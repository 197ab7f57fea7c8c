//! Job posting storage.

use serde::{Deserialize, Serialize};
use sqlx::sqlite::SqlitePool;

/// Lifecycle state of a job posting.
#[derive(Debug, Clone, Copy, PartialEq, Eq, Serialize, Deserialize)]
#[serde(rename_all = "lowercase")]
pub enum JobStatus {
    Open,
    Closed,
    Filled,
}

impl JobStatus {
    pub fn as_str(&self) -> &'static str {
        match self {
            JobStatus::Open => "open",
            JobStatus::Closed => "closed",
            JobStatus::Filled => "filled",
        }
    }

    pub fn from_db(s: &str) -> Self {
        match s {
            "closed" => JobStatus::Closed,
            "filled" => JobStatus::Filled,
            _ => JobStatus::Open,
        }
    }

    /// Filled postings are terminal; open and closed can move between each other.
    pub fn can_transition_to(self, next: JobStatus) -> bool {
        matches!(
            (self, next),
            (JobStatus::Open, JobStatus::Closed)
                | (JobStatus::Open, JobStatus::Filled)
                | (JobStatus::Closed, JobStatus::Open)
        )
    }
}

#[derive(Debug, Clone, Serialize)]
pub struct Job {
    pub uuid: String,
    pub title: String,
    pub location: String,
    pub description: String,
    pub status: JobStatus,
    pub created_by: String,
    pub created_at: String,
}

#[derive(sqlx::FromRow)]
struct JobRow {
    uuid: String,
    title: String,
    location: String,
    description: String,
    status: String,
    created_by: String,
    created_at: String,
}

impl From<JobRow> for Job {
    fn from(row: JobRow) -> Self {
        Self {
            uuid: row.uuid,
            title: row.title,
            location: row.location,
            description: row.description,
            status: JobStatus::from_db(&row.status),
            created_by: row.created_by,
            created_at: row.created_at,
        }
    }
}

pub struct NewJob<'a> {
    pub uuid: &'a str,
    pub title: &'a str,
    pub location: &'a str,
    pub description: &'a str,
    pub created_by: &'a str,
}

const JOB_COLUMNS: &str = "uuid, title, location, description, status, created_by, created_at";

pub struct JobStore {
    pool: SqlitePool,
}

impl JobStore {
    pub fn new(pool: SqlitePool) -> Self {
        Self { pool }
    }

    pub async fn create(&self, job: NewJob<'_>) -> Result<(), sqlx::Error> {
        sqlx::query(
            "INSERT INTO jobs (uuid, title, location, description, created_by) VALUES (?, ?, ?, ?, ?)",
        )
        .bind(job.uuid)
        .bind(job.title)
        .bind(job.location)
        .bind(job.description)
        .bind(job.created_by)
        .execute(&self.pool)
        .await?;
        Ok(())
    }

    pub async fn get_by_uuid(&self, uuid: &str) -> Result<Option<Job>, sqlx::Error> {
        let row: Option<JobRow> =
            sqlx::query_as(&format!("SELECT {JOB_COLUMNS} FROM jobs WHERE uuid = ?"))
                .bind(uuid)
                .fetch_optional(&self.pool)
                .await?;
        Ok(row.map(Job::from))
    }

    /// List postings with the given status, newest first.
    pub async fn list_by_status(&self, status: JobStatus) -> Result<Vec<Job>, sqlx::Error> {
        let rows: Vec<JobRow> = sqlx::query_as(&format!(
            "SELECT {JOB_COLUMNS} FROM jobs WHERE status = ? ORDER BY id DESC"
        ))
        .bind(status.as_str())
        .fetch_all(&self.pool)
        .await?;
        Ok(rows.into_iter().map(Job::from).collect())
    }

    /// Move a posting from `from` to `to`. Returns false if the status changed concurrently.
    pub async fn update_status(
        &self,
        uuid: &str,
        from: JobStatus,
        to: JobStatus,
    ) -> Result<bool, sqlx::Error> {
        let result = sqlx::query("UPDATE jobs SET status = ? WHERE uuid = ? AND status = ?")
            .bind(to.as_str())
            .bind(uuid)
            .bind(from.as_str())
            .execute(&self.pool)
            .await?;
        Ok(result.rows_affected() > 0)
    }

    pub async fn delete(&self, uuid: &str) -> Result<bool, sqlx::Error> {
        let result = sqlx::query("DELETE FROM jobs WHERE uuid = ?")
            .bind(uuid)
            .execute(&self.pool)
            .await?;
        Ok(result.rows_affected() > 0)
    }
}
//! Client-side error types.

use std::time::Duration;

use reqwest::StatusCode;
use thiserror::Error;

/// Why a refresh attempt failed. Cloned to every caller queued on it.
#[derive(Debug, Clone, PartialEq, Eq, Error)]
pub enum RefreshError {
    /// The refresh endpoint rejected the refresh credential (401/403).
    #[error("Session expired (refresh answered {0})")]
    SessionExpired(u16),
    #[error("Refresh rejected with status {0}")]
    Rejected(u16),
    /// Success status without a usable access token in the body.
    #[error("Refresh response carried no access token")]
    Protocol,
    #[error("Refresh request failed: {0}")]
    Network(String),
    #[error("Refresh timed out after {0:?}")]
    TimedOut(Duration),
    /// The leader went away before producing a result.
    #[error("Refresh abandoned")]
    Abandoned,
}

impl RefreshError {
    /// True when the server says the refresh credential is no longer valid.
    pub fn is_session_expired(&self) -> bool {
        matches!(self, RefreshError::SessionExpired(_))
    }
}

/// Errors returned by [`ApiClient`](super::ApiClient).
#[derive(Debug, Error)]
pub enum ClientError {
    /// The request never produced a response.
    #[error("Network error: {0}")]
    Network(String),
    /// 401 that refresh could not recover.
    #[error("Unauthorized")]
    Unauthorized,
    /// 403. Never triggers a refresh.
    #[error("Forbidden: {0}")]
    Forbidden(String),
    #[error(transparent)]
    Refresh(#[from] RefreshError),
    #[error("Request failed with status {status}: {message}")]
    Status { status: StatusCode, message: String },
    #[error("Failed to decode response: {0}")]
    Decode(String),
}

impl ClientError {
    /// No response was received at all. Callers use this to keep
    /// connectivity blips out of their error logs.
    pub fn is_network(&self) -> bool {
        matches!(self, ClientError::Network(_))
    }

    /// The user has to sign in again before retrying. An abandoned refresh
    /// reached no verdict and left the token untouched.
    pub fn requires_login(&self) -> bool {
        match self {
            ClientError::Unauthorized => true,
            ClientError::Refresh(e) => *e != RefreshError::Abandoned,
            _ => false,
        }
    }
}
//! In-memory access token, mirrored to durable storage.

use std::sync::atomic::{AtomicBool, Ordering};
use std::sync::{Arc, RwLock};

use tracing::{debug, warn};

use super::storage::TokenStorage;
use super::transport::ApiRequest;

/// Durable slot holding the JSON-encoded access token.
pub const ACCESS_TOKEN_SLOT: &str = "access_token";

/// Holds the current access token and attaches it to outgoing requests.
///
/// Storage failures are logged and otherwise ignored: the in-memory copy is
/// authoritative for the running process.
pub struct TokenStore {
    token: RwLock<Option<String>>,
    storage: Arc<dyn TokenStorage>,
    session_ended: AtomicBool,
}

impl TokenStore {
    pub fn new(storage: Arc<dyn TokenStorage>) -> Self {
        Self {
            token: RwLock::new(None),
            storage,
            session_ended: AtomicBool::new(false),
        }
    }

    /// Store a fresh token. Also lifts the session-ended latch.
    pub fn set_token(&self, token: &str) {
        *self.write() = Some(token.to_string());
        self.session_ended.store(false, Ordering::SeqCst);

        match serde_json::to_string(token) {
            Ok(encoded) => {
                if let Err(e) = self.storage.set(ACCESS_TOKEN_SLOT, &encoded) {
                    warn!(error = %e, "Failed to persist access token");
                }
            }
            Err(e) => warn!(error = %e, "Failed to encode access token"),
        }
    }

    pub fn clear_token(&self) {
        *self.write() = None;
        if let Err(e) = self.storage.remove(ACCESS_TOKEN_SLOT) {
            warn!(error = %e, "Failed to remove persisted access token");
        }
    }

    /// Clear the token and latch: further 401s fail without a refresh
    /// attempt until the next `set_token`.
    pub fn end_session(&self) {
        self.clear_token();
        self.session_ended.store(true, Ordering::SeqCst);
    }

    pub fn session_ended(&self) -> bool {
        self.session_ended.load(Ordering::SeqCst)
    }

    /// Hydrate memory from durable storage. Unreadable or malformed content
    /// removes the slot and yields `None`.
    pub fn load_token_from_storage(&self) -> Option<String> {
        let raw = match self.storage.get(ACCESS_TOKEN_SLOT) {
            Ok(raw) => raw?,
            Err(e) => {
                warn!(error = %e, "Failed to read persisted access token");
                return None;
            }
        };

        match serde_json::from_str::<String>(&raw) {
            Ok(token) if !token.is_empty() => {
                *self.write() = Some(token.clone());
                Some(token)
            }
            _ => {
                debug!("Discarding malformed persisted access token");
                if let Err(e) = self.storage.remove(ACCESS_TOKEN_SLOT) {
                    warn!(error = %e, "Failed to remove malformed access token");
                }
                None
            }
        }
    }

    pub fn token(&self) -> Option<String> {
        self.token
            .read()
            .unwrap_or_else(|e| e.into_inner())
            .clone()
    }

    /// Set the bearer header from the in-memory token, or remove it when
    /// there is none.
    pub fn attach(&self, request: &mut ApiRequest) {
        let token = self.token.read().unwrap_or_else(|e| e.into_inner());
        request.set_bearer(token.as_deref());
    }

    fn write(&self) -> std::sync::RwLockWriteGuard<'_, Option<String>> {
        self.token.write().unwrap_or_else(|e| e.into_inner())
    }
}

:: Exercise goal ::
The expected result is every line above containing the string "const".

:: Answer ::
const JOB_COLUMNS: &str = "uuid, title, location, description, status, created_by, created_at";
pub const ACCESS_TOKEN_SLOT: &str = "access_token";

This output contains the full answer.